Angela Merkel widersprach: "Nein. Das glaube ich nicht. Für mich ist dieser Montag mit den langen Beratungen und diesen Pausen und vielem anderen auch eine Zäsur. Und da kann's jetzt nicht auch so ohne weiteres weitergehen". Die Wortwahl einer Zäsur lässt aufhorchen. Die Zäsur stammt vom lateinischen Wort caesura ab, das Fällen, Einschnitt, Schneise bedeutet. Die Zäsur bezeichnet ein dramatisches Ereignis. Was war in der Nacht vom 22. auf den 23.3.2021 so dramatisch? Die Sitzung war gescheitert - eine Schnapsidee (Osterruhe), eine hastig entworfene Intervention ohne Plan und Vorbereitung, war geboren,  am folgenden Tag verkauft und einen Tag später kassiert worden.
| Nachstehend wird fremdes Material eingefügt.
// ─── Forms ───────────────────────────────────────────────────────────────────

#[derive(Debug, Serialize)]
#[serde(tag = "widget", rename_all = "snake_case")]
pub enum Widget {
  Text,
  TextArea,
  Url,
  Checkbox,
  Number,
  Date,
  /// Comma-separated tag input.
  Tags,
  Select { choices: &'static [&'static str] },
}

#[derive(Debug, Serialize)]
pub struct FormField {
  pub name:     &'static str,
  pub label:    &'static str,
  #[serde(flatten)]
  pub widget:   Widget,
  pub required: bool,
}

const fn field(name: &'static str, label: &'static str, widget: Widget) -> FormField {
  FormField { name, label, widget, required: false }
}

const fn required(name: &'static str, label: &'static str, widget: Widget) -> FormField {
  FormField { name, label, widget, required: true }
}

// ─── ModelView ───────────────────────────────────────────────────────────────

#[derive(Debug, Clone, Copy, PartialEq, Eq, Serialize)]
#[serde(rename_all = "lowercase")]
pub enum SortDir {
  Asc,
  Desc,
}

#[derive(Debug, Serialize)]
pub struct ModelView {
  pub entity:       Entity,
  pub name:         &'static str,
  /// Every column the backend knows about, with its kind.
  pub columns:      &'static [Column],
  /// Columns shown in the list view.
  pub list_columns: &'static [&'static str],
  /// OR-combined, case-insensitive substring search.
  pub searchable:   &'static [&'static str],
  /// Exact-match filters.
  pub filters:      &'static [&'static str],
  /// Editable from the list view without the full form.
  pub editable:     &'static [&'static str],
  pub default_sort: &'static [(&'static str, SortDir)],
  pub can_create:   bool,
  pub can_edit:     bool,
  pub can_delete:   bool,
  pub form:         &'static [FormField],
}

impl ModelView {
  pub fn column(&'static self, name: &str) -> Result<&'static Column> {
    self
      .columns
      .iter()
      .find(|c| c.name == name)
      .ok_or_else(|| Error::UnknownColumn {
        entity: self.entity,
        column: name.to_owned(),
      })
  }

  pub fn permits(&self, operation: Operation) -> Result<()> {
    let allowed = match operation {
      Operation::Create => self.can_create,
      Operation::Edit => self.can_edit,
      Operation::Delete => self.can_delete,
    };
    if allowed {
      Ok(())
    } else {
      Err(Error::NotPermitted { entity: self.entity, operation })
    }
  }

  /// Resolve an inline edit against the `editable` whitelist.
  pub fn inline_value(
    &'static self,
    column: &str,
    value: &Value,
  ) -> Result<(&'static str, FieldValue)> {
    let col = self.column(column)?;
    if !self.editable.contains(&col.name) {
      return Err(Error::NotEditable {
        entity: self.entity,
        column: column.to_owned(),
      });
    }
    let parsed = col.parse_json(value).map_err(|m| single_error(col.name, m))?;
    Ok((col.name, parsed))
  }

  fn filter_value(&'static self, column: &str, raw: &str) -> Result<(&'static str, FieldValue)> {
    let col = self.column(column)?;
    if !self.filters.contains(&col.name) {
      return Err(Error::NotFilterable {
        entity: self.entity,
        column: column.to_owned(),
      });
    }
    let parsed = col.parse_text(raw).map_err(|m| single_error(col.name, m))?;
    Ok((col.name, parsed))
  }

  fn sort_column(&'static self, column: &str) -> Result<&'static str> {
    let col = self.column(column)?;
    if !col.sortable() {
      return Err(Error::NotSortable {
        entity: self.entity,
        column: column.to_owned(),
      });
    }
    Ok(col.name)
  }
}

fn single_error(field: &str, message: String) -> Error {
  let mut errors = ValidationErrors::new();
  errors.add(field, message);
  Error::Validation(errors)
}

// ─── Query ───────────────────────────────────────────────────────────────────

/// A resolved admin list query.
#[derive(Debug, Clone)]
pub struct AdminQuery {
  pub search:   Option<String>,
  pub filters:  Vec<(&'static str, FieldValue)>,
  pub sort:     Vec<(&'static str, SortDir)>,
  /// 1-indexed.
  pub page:     u32,
  pub per_page: u32,
}

impl AdminQuery {
  /// Build a query from list-view parameters:
  /// `q` (search), `page`, `sort`, `desc`, and one key per filter column.
  pub fn from_params(
    view: &'static ModelView,
    params: &BTreeMap<String, String>,
  ) -> Result<Self> {
    let mut query = Self {
      search:   None,
      filters:  Vec::new(),
      sort:     view.default_sort.to_vec(),
      page:     1,
      per_page: ADMIN_PAGE_SIZE,
    };
    let descending = params.get("desc").and_then(|d| parse_bool(d)).unwrap_or(false);

    for (key, value) in params {
      match key.as_str() {
        "q" => {
          query.search = Some(value.trim().to_owned()).filter(|s| !s.is_empty());
        }
        "page" => {
          query.page = value.trim().parse::<u32>().unwrap_or(1).max(1);
        }
        "desc" => {}
        "sort" => {
          let dir = if descending { SortDir::Desc } else { SortDir::Asc };
          query.sort = vec![(view.sort_column(value)?, dir)];
        }
        column => query.filters.push(view.filter_value(column, value)?),
      }
    }

    Ok(query)
  }
}

// ─── Records ─────────────────────────────────────────────────────────────────

/// Any admin-managed row.
#[derive(Debug, Clone, PartialEq, Serialize)]
#[serde(untagged)]
pub enum Record {
  Project(Project),
  Experience(Experience),
  Skill(Skill),
  Message(ContactMessage),
  Setting(Setting),
}

impl Record {
  pub fn id(&self) -> i64 {
    match self {
      Self::Project(r) => r.id,
      Self::Experience(r) => r.id,
      Self::Skill(r) => r.id,
      Self::Message(r) => r.id,
      Self::Setting(r) => r.id,
    }
  }
}

/// Read-only aggregate for the admin dashboard.
#[derive(Debug, Clone, Copy, Default, PartialEq, Eq, Serialize)]
pub struct DashboardStats {
  pub project_count:    u64,
  pub experience_count: u64,
  pub skill_count:      u64,
  pub unread_messages:  u64,
}

// ─── Views ───────────────────────────────────────────────────────────────────

pub static PROJECTS: ModelView = ModelView {
  entity:       Entity::Project,
  name:         "Projects",
  columns:      &[
    col("id", "ID", ColumnKind::Int),
    col("title", "Title", ColumnKind::Text),
    col("description", "Description", ColumnKind::LongText),
    col("short_description", "Short Description", ColumnKind::Text),
    col("image_url", "Image URL", ColumnKind::Text),
    col("demo_url", "Demo URL", ColumnKind::Text),
    col("github_url", "GitHub URL", ColumnKind::Text),
    col("technologies", "Technologies", ColumnKind::Tags),
    col("featured", "Featured", ColumnKind::Bool),
    col("created_at", "Created", ColumnKind::DateTime),
    int("order_index", "Order", 0, None),
  ],
  list_columns: &["title", "short_description", "featured", "technologies", "created_at"],
  searchable:   &["title", "description", "technologies"],
  filters:      &["featured", "created_at"],
  editable:     &["featured", "order_index"],
  default_sort: &[("order_index", SortDir::Asc)],
  can_create:   true,
  can_edit:     true,
  can_delete:   true,
  form:         &[
    required("title", "Project Title", Widget::Text),
    field("short_description", "Short Description", Widget::Text),
    required("description", "Description", Widget::TextArea),
    field("image_url", "Image URL", Widget::Url),
    field("demo_url", "Demo URL", Widget::Url),
    field("github_url", "GitHub URL", Widget::Url),
    field("technologies", "Technologies (comma-separated)", Widget::Tags),
    field("featured", "Featured Project", Widget::Checkbox),
    field("order_index", "Order Index", Widget::Number),
  ],
};

pub static EXPERIENCE: ModelView = ModelView {
  entity:       Entity::Experience,
  name:         "Experience",
  columns:      &[
    col("id", "ID", ColumnKind::Int),
    col("title", "Title", ColumnKind::Text),
    col("company", "Company", ColumnKind::Text),
    col("company_url", "Company URL", ColumnKind::Text),
    col("company_logo", "Company Logo", ColumnKind::Text),
    col("location", "Location", ColumnKind::Text),
    col("start_date", "Start Date", ColumnKind::Date),
    col("end_date", "End Date", ColumnKind::Date),
    col("description", "Description", ColumnKind::LongText),
    col("experience_type", "Type", ColumnKind::Text),
    int("order_index", "Order", 0, None),
  ],
  list_columns: &["title", "company", "start_date", "end_date", "experience_type"],
  searchable:   &["title", "company", "description"],
  filters:      &["experience_type", "start_date"],
  editable:     &[],
  default_sort: &[("start_date", SortDir::Desc)],
  can_create:   true,
  can_edit:     true,
  can_delete:   true,
  form:         &[
    required("title", "Job Title", Widget::Text),
    required("company", "Company", Widget::Text),
    field("company_url", "Company URL", Widget::Url),
    field("company_logo", "Company Logo URL", Widget::Url),
    field("location", "Location", Widget::Text),
    required("start_date", "Start Date", Widget::Date),
    field("end_date", "End Date", Widget::Date),
    field("description", "Description", Widget::TextArea),
    field("experience_type", "Type", Widget::Select { choices: EXPERIENCE_TYPES }),
    field("order_index", "Order Index", Widget::Number),
  ],
};

pub static SKILLS: ModelView = ModelView {
  entity:       Entity::Skill,
  name:         "Skills",
  columns:      &[
    col("id", "ID", ColumnKind::Int),
    col("name", "Name", ColumnKind::Text),
    col("category", "Category", ColumnKind::Text),
    int("proficiency", "Proficiency", 0, Some(100)),
    col("icon_class", "Icon Class", ColumnKind::Text),
    int("order_index", "Order", 0, None),
  ],
  list_columns: &["name", "category", "proficiency", "order_index"],
  searchable:   &["name", "category"],
  filters:      &["category"],
  editable:     &["proficiency", "order_index"],
  default_sort: &[("category", SortDir::Asc), ("order_index", SortDir::Asc)],
  can_create:   true,
  can_edit:     true,
  can_delete:   true,
  form:         &[
    required("name", "Skill Name", Widget::Text),
    required("category", "Category", Widget::Text),
    field("proficiency", "Proficiency (0-100)", Widget::Number),
    field("icon_class", "Icon Class", Widget::Text),
    field("order_index", "Order Index", Widget::Number),
  ],
};

pub static MESSAGES: ModelView = ModelView {
  entity:       Entity::Message,
  name:         "Messages",
  columns:      &[
    col("id", "ID", ColumnKind::Int),
    col("name", "Name", ColumnKind::Text),
    col("email", "Email", ColumnKind::Text),
    col("subject", "Subject", ColumnKind::Text),
    col("message", "Message", ColumnKind::LongText),
    col("created_at", "Received", ColumnKind::DateTime),
    col("read", "Read", ColumnKind::Bool),
  ],
  list_columns: &["name", "email", "subject", "created_at", "read"],
  searchable:   &["name", "email", "subject", "message"],
  filters:      &["read", "created_at"],
  editable:     &["read"],
  default_sort: &[("created_at", SortDir::Desc)],
  can_create:   false,
  can_edit:     false,
  can_delete:   true,
  form:         &[],
};

pub static SETTINGS: ModelView = ModelView {
  entity:       Entity::Setting,
  name:         "Site Settings",
  columns:      &[
    col("id", "ID", ColumnKind::Int),
    col("key", "Key", ColumnKind::Text),
    col("value", "Value", ColumnKind::LongText),
  ],
  list_columns: &["key", "value"],
  searchable:   &["key", "value"],
  filters:      &[],
  editable:     &[],
  default_sort: &[("key", SortDir::Asc)],
  can_create:   true,
  can_edit:     true,
  can_delete:   true,
  form:         &[
    required("key", "Key", Widget::Text),
    field("value", "Value", Widget::TextArea),
  ],
};
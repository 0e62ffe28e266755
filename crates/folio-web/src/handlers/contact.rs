//! `GET /contact` renders the form; `POST /contact` runs the submission
//! pipeline and redirects with a status flash.

use axum::{
  Form,
  extract::{Query, State},
  http::StatusCode,
  response::{Html, IntoResponse, Redirect, Response},
};
use folio_core::{contact::ContactForm, store::PortfolioStore};
use serde::Deserialize;

use crate::{
  AppState,
  contact::{SubmitError, submit},
  error::Error,
  render::{self, Flash},
};

#[derive(Debug, Default, Deserialize)]
pub struct Params {
  pub status: Option<String>,
}

pub async fn show(Query(params): Query<Params>) -> Html<String> {
  let flash = params.status.as_deref().and_then(Flash::from_status);
  Html(render::contact(&ContactForm::default(), None, flash))
}

pub async fn submit_form<S>(
  State(state): State<AppState<S>>,
  Form(form): Form<ContactForm>,
) -> Result<Response, Error>
where
  S: PortfolioStore + 'static,
{
  let result = submit(
    state.store.as_ref(),
    state.notifier.as_ref(),
    state.notify_timeout,
    &form,
  )
  .await;

  match result {
    Ok(outcome) => {
      let location = format!("/contact?status={}", outcome.status());
      Ok(Redirect::to(&location).into_response())
    }
    Err(SubmitError::Invalid(errors)) => {
      let page = render::contact(&form, Some(&errors), None);
      Ok((StatusCode::UNPROCESSABLE_ENTITY, Html(page)).into_response())
    }
    Err(SubmitError::Store(e)) => Err(Error::store(e)),
  }
}
//! Skills shown on the home and resume pages.

use serde::{Deserialize, Serialize};

use crate::validation::{ValidationErrors, clean_optional};

pub const NAME_MAX: usize = 50;
pub const CATEGORY_MAX: usize = 50;
pub const ICON_CLASS_MAX: usize = 50;
pub const DEFAULT_PROFICIENCY: i64 = 50;

/// Category suggestions offered by the admin form; any label is accepted.
pub const CATEGORY_SUGGESTIONS: &[&str] =
  &["frontend", "backend", "database", "tools", "languages", "other"];

#[derive(Debug, Clone, PartialEq, Eq, Serialize, Deserialize)]
pub struct Skill {
  pub id:          i64,
  pub name:        String,
  /// Grouping key for display.
  pub category:    String,
  /// 0–100.
  pub proficiency: u8,
  /// Optional icon style hint, e.g. `"fab fa-rust"`.
  pub icon_class:  Option<String>,
  pub order_index: i64,
}

#[derive(Debug, Clone, Deserialize)]
pub struct NewSkill {
  #[serde(default)]
  pub name:        String,
  #[serde(default)]
  pub category:    String,
  #[serde(default = "default_proficiency")]
  pub proficiency: i64,
  #[serde(default)]
  pub icon_class:  Option<String>,
  #[serde(default)]
  pub order_index: i64,
}

fn default_proficiency() -> i64 { DEFAULT_PROFICIENCY }

impl NewSkill {
  pub fn new(name: impl Into<String>, category: impl Into<String>, proficiency: i64) -> Self {
    Self {
      name: name.into(),
      category: category.into(),
      proficiency,
      icon_class: None,
      order_index: 0,
    }
  }

  pub fn validate(self) -> Result<Self, ValidationErrors> {
    let input = Self {
      name: self.name.trim().to_owned(),
      category: self.category.trim().to_owned(),
      icon_class: clean_optional(self.icon_class),
      ..self
    };

    let mut errors = ValidationErrors::new();
    if errors.required("name", &input.name) {
      errors.max_len("name", &input.name, NAME_MAX);
    }
    if errors.required("category", &input.category) {
      errors.max_len("category", &input.category, CATEGORY_MAX);
    }
    errors.in_range("proficiency", input.proficiency, 0, 100);
    errors.max_len_opt("icon_class", input.icon_class.as_deref(), ICON_CLASS_MAX);
    errors.in_range("order_index", input.order_index, 0, i64::MAX);

    errors.finish(input)
  }
}

#[cfg(test)]
mod tests {
  use super::*;

  #[test]
  fn proficiency_must_be_a_percentage() {
    assert!(NewSkill::new("Rust", "languages", 100).validate().is_ok());
    assert!(NewSkill::new("Rust", "languages", 0).validate().is_ok());

    let errors = NewSkill::new("Rust", "languages", 101).validate().unwrap_err();
    assert_eq!(errors.field("proficiency"), ["Number must be between 0 and 100."]);
  }

  #[test]
  fn proficiency_defaults_to_fifty() {
    let input: NewSkill =
      serde_json::from_str(r#"{"name":"Go","category":"languages"}"#).unwrap();
    assert_eq!(input.proficiency, 50);
  }
}
//! Handlers for `/projects`.
//!
//! | Method | Path | Notes |
//! |--------|------|-------|
//! | `GET`  | `/projects` | Every project, featured first, then by `order_index` |

use std::sync::Arc;

use axum::{Json, extract::State};
use folio_core::{content, project::Project, store::PortfolioStore};
use serde::Serialize;

use crate::error::ApiError;

/// Public JSON shape of a project.
#[derive(Debug, Serialize)]
pub struct ProjectSummary {
  pub id:                i64,
  pub title:             String,
  pub short_description: Option<String>,
  pub image_url:         Option<String>,
  pub demo_url:          Option<String>,
  pub github_url:        Option<String>,
  pub technologies:      Vec<String>,
  pub featured:          bool,
}

impl From<Project> for ProjectSummary {
  fn from(p: Project) -> Self {
    Self {
      id:                p.id,
      title:             p.title,
      short_description: p.short_description,
      image_url:         p.image_url,
      demo_url:          p.demo_url,
      github_url:        p.github_url,
      technologies:      p.technologies.into_vec(),
      featured:          p.featured,
    }
  }
}

/// `GET /projects`
pub async fn list<S>(State(store): State<Arc<S>>) -> Result<Json<Vec<ProjectSummary>>, ApiError>
where
  S: PortfolioStore,
{
  let projects = content::all_projects(store.as_ref())
    .await
    .map_err(ApiError::store)?;
  Ok(Json(projects.into_iter().map(ProjectSummary::from).collect()))
}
Die Kanzlerin - Anne Will lag gar nicht falsch - war kopflos vor die Wand gelaufen. Dafür wollte die Kanzlerin sich entschuldigen.  Das sagte sie nicht am Tag der Bitte um Verzeihung. Sie sagte es (indirekt) am darauf folgenden Sonntag bei Anne Will, indem sie über die dysfunktionale föderale Abstimmung mit den Regierungschefs der Bundesländer klagte.  Auf der letzten Strecke dieser Pandemie, sagte sie wörtlich, funktionierten die Absprachen nicht; die Notbremse wurde nicht angetastet. Niemand zog sie richtig. Geben Sie uns auf?, fragte Anne Will. 

"Nein", antwortete Angela Merkel, "wenn das so wäre, würde ich ja meinen Amtseid verletzen". Dieses Argument hatte sie 2011 im Kontext der Fukushima-Katastrophe zur Beruhigung der Sorgen um die Sicherheit der Atomstrom-Erzeugung im Gespräch mit dem W.D.R.-Journalisten Ulrich Deppendorf (s. meinen Blog Vielleicht. Vielleicht vom 14.3.2011) verwandt. "Aber was es noch immer gibt", so Angela Merkel, (ist) "die Versuchung anzunehmen, dass uns das Testen vielleicht alleine hilft - das glaube ich zum Beispiel nicht...deshalb brauchte es zusätzliche Maßnahmen". Woran hakte es? Angela Merkel streitet ungern. Öffentlich ausgetragener Dissens ist nicht ihre Sache. Das Parlament des Bundestages ist für sie in weiter Ferne. Einfach ist das rasch gezimmerte, zügig verabschiedete Gesetz. Mit ihrer Taktik der (behaupteten, aber unmöglichen & falschen) Alternativlosigkeit drang sie bislang durch. Sie scheut energisches Handeln. Dramatische Szenen wie die Kontrolle der portugiesischen Strände per Hubschrauber, an die Anne Will sie erinnerte und worauf sie mit Abscheu reagierte, möchte sie vermeiden.  Sie folgt keinem  Konzept, das sie propagiert, übersetzt, erläutert, wiederholt und durchsetzt. Die Handlungsanweisungen ihrer Begriffe sind konturlos, unscharf und ambivalent: Notbremse, Instrumentenkasten, Shutdown oder Lockdown, Ernst-Nehmen, Kontaktbeschränkung und Bewegungseinschränkung

Seit Sommer 2020 liegt das Null-Covid-Konzept auf dem Tisch, dessen Grundgedanke Michael Meyer-Herrmann auf diese Formel gebracht hat: Man muss die Ansteckungszahlen energisch & präzis so weit drücken, dass es keine Infektion gibt, von der wir nicht wissen, woher sie kommt - die Nachverfolgung und Identifikation einer Ansteckung mit allen erdenklichen & angemessenen Mitteln sind das oberste Gebot. Nur so kann man die Kontrolle über die Covid 19-Pandemie samt ihren Mutanten erreichen. Nur wenn die Kontrolle besteht, kann man beginnen,  Lebens- und Beziehungsbewegungen in anderen Radien zu diskutieren und einzuräumen - nicht vorher oder nebenher (zum Trost & zur Beschwichtigung).  Die letzte Strecke dieser Pandemie, von der Angela Merkel bei Anne Will sprach, ist ängstliches Lavieren & Phantasieren vom Licht am Ende des Tunnels. Soweit sind wir noch nicht. Wo wir sind (im Prozeß der Pandemie), weiß keiner. Aber man kann den Leuten, ohne sie zu vertrösten oder hinzuhalten, zutrauen, die Realität der Pandemie auszuhalten.